DATASET ENTRIES:
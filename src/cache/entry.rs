//! Context entries and their tier representations.
//!
//! An entry's KV payload lives in exactly one representation at a time:
//! device buffers (hot), host buffers (warm) or a storage blob (cold).

use std::fmt;
use std::str::FromStr;
use std::sync::Arc;

use chrono::{DateTime, Utc};
use serde::{Deserialize, Serialize};
use tokio::task::JoinHandle;

use crate::storage::codec::ContextRecord;
use crate::storage::{StorageError, StorageRef};
use crate::transfer::{DeviceBuffers, HostBuffers};

/// Context identifier (`ctx_<uuid>`).
pub type ContextId = String;

/// Generate a fresh context id.
pub fn new_context_id() -> ContextId {
    format!("ctx_{}", uuid::Uuid::new_v4().simple())
}

/// Storage tier. Ordered hot < warm < cold.
#[derive(Debug, Clone, Copy, PartialEq, Eq, Hash, PartialOrd, Ord, Serialize, Deserialize)]
#[serde(rename_all = "lowercase")]
pub enum Tier {
    /// Accelerator memory.
    Hot,
    /// Host memory.
    Warm,
    /// Disk only.
    Cold,
}

impl Tier {
    pub fn as_str(&self) -> &'static str {
        match self {
            Tier::Hot => "hot",
            Tier::Warm => "warm",
            Tier::Cold => "cold",
        }
    }
}

impl fmt::Display for Tier {
    fn fmt(&self, f: &mut fmt::Formatter<'_>) -> fmt::Result {
        f.write_str(self.as_str())
    }
}

impl FromStr for Tier {
    type Err = String;

    fn from_str(s: &str) -> Result<Self, Self::Err> {
        match s.to_ascii_lowercase().as_str() {
            "hot" => Ok(Tier::Hot),
            "warm" => Ok(Tier::Warm),
            "cold" => Ok(Tier::Cold),
            other => Err(format!("unknown tier '{other}'")),
        }
    }
}

/// Live representation of an entry's payload.
#[derive(Debug)]
pub enum Residence {
    Hot(Arc<DeviceBuffers>),
    Warm(HostBuffers),
    Cold(StorageRef),
}

impl Residence {
    pub fn tier(&self) -> Tier {
        match self {
            Residence::Hot(_) => Tier::Hot,
            Residence::Warm(_) => Tier::Warm,
            Residence::Cold(_) => Tier::Cold,
        }
    }
}

/// State of the entry's durable copy.
#[derive(Debug)]
pub enum Durability {
    /// Background write still in flight.
    Pending(JoinHandle<Result<StorageRef, StorageError>>),
    Persisted(StorageRef),
    /// The background write failed; a synchronous write is needed before
    /// the payload may leave memory.
    Missing,
}

/// A cached context, guarded by its per-entry lock.
#[derive(Debug)]
pub struct ContextEntry {
    pub record: ContextRecord,

    /// Size of the uncompressed KV payload.
    pub kv_bytes: usize,

    pub residence: Residence,

    pub durability: Durability,
}

impl ContextEntry {
    pub fn tier(&self) -> Tier {
        self.residence.tier()
    }

    pub fn context_id(&self) -> &str {
        &self.record.context_id
    }

    /// Bytes charged to the current tier: the KV size while in memory, the
    /// stored blob size once cold.
    pub fn tier_bytes(&self) -> usize {
        match &self.residence {
            Residence::Cold(sref) => sref.stored_bytes as usize,
            _ => self.kv_bytes,
        }
    }
}

/// What the per-entry lock protects. `Deleted` is terminal: requests that
/// were waiting on the lock observe it and report the context as missing.
#[derive(Debug)]
pub enum Slot {
    Live(ContextEntry),
    Deleted,
}

/// Point-in-time view of an entry, served from the catalog.
#[derive(Debug, Clone, PartialEq, Serialize, Deserialize)]
pub struct ContextInfo {
    pub context_id: ContextId,
    pub model_id: String,
    pub name: String,
    pub token_count: usize,
    pub tier: Tier,
    pub size_bytes: usize,
    pub created_at: DateTime<Utc>,
    pub last_accessed: DateTime<Utc>,
    pub access_count: u64,

    /// 0 = never expires.
    pub ttl_seconds: u64,
    pub content_hash: String,
}

impl ContextInfo {
    pub fn from_record(record: &ContextRecord, tier: Tier, size_bytes: usize) -> Self {
        Self {
            context_id: record.context_id.clone(),
            model_id: record.model_id.clone(),
            name: record.name.clone(),
            token_count: record.token_count,
            tier,
            size_bytes,
            created_at: record.created_at,
            last_accessed: Utc::now(),
            access_count: 0,
            ttl_seconds: record.ttl_seconds,
            content_hash: record.content_hash.clone(),
        }
    }

    /// Whether the TTL has elapsed at `now`.
    pub fn is_expired(&self, now: DateTime<Utc>) -> bool {
        if self.ttl_seconds == 0 {
            return false;
        }
        let idle_ms = (now - self.last_accessed).num_milliseconds();
        idle_ms > (self.ttl_seconds as i64).saturating_mul(1000)
    }
}

/// Catalog row: entry metadata plus its recency position.
#[derive(Debug, Clone)]
pub struct CatalogRecord {
    pub info: ContextInfo,

    /// Logical access clock; lower is less recently used.
    pub lru_tick: u64,
}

YOUR TASK: Report all lines of the material that contain the word "ContextEntry".

THE COMPLETED TASK:
pub struct ContextEntry {
impl ContextEntry {
    Live(ContextEntry),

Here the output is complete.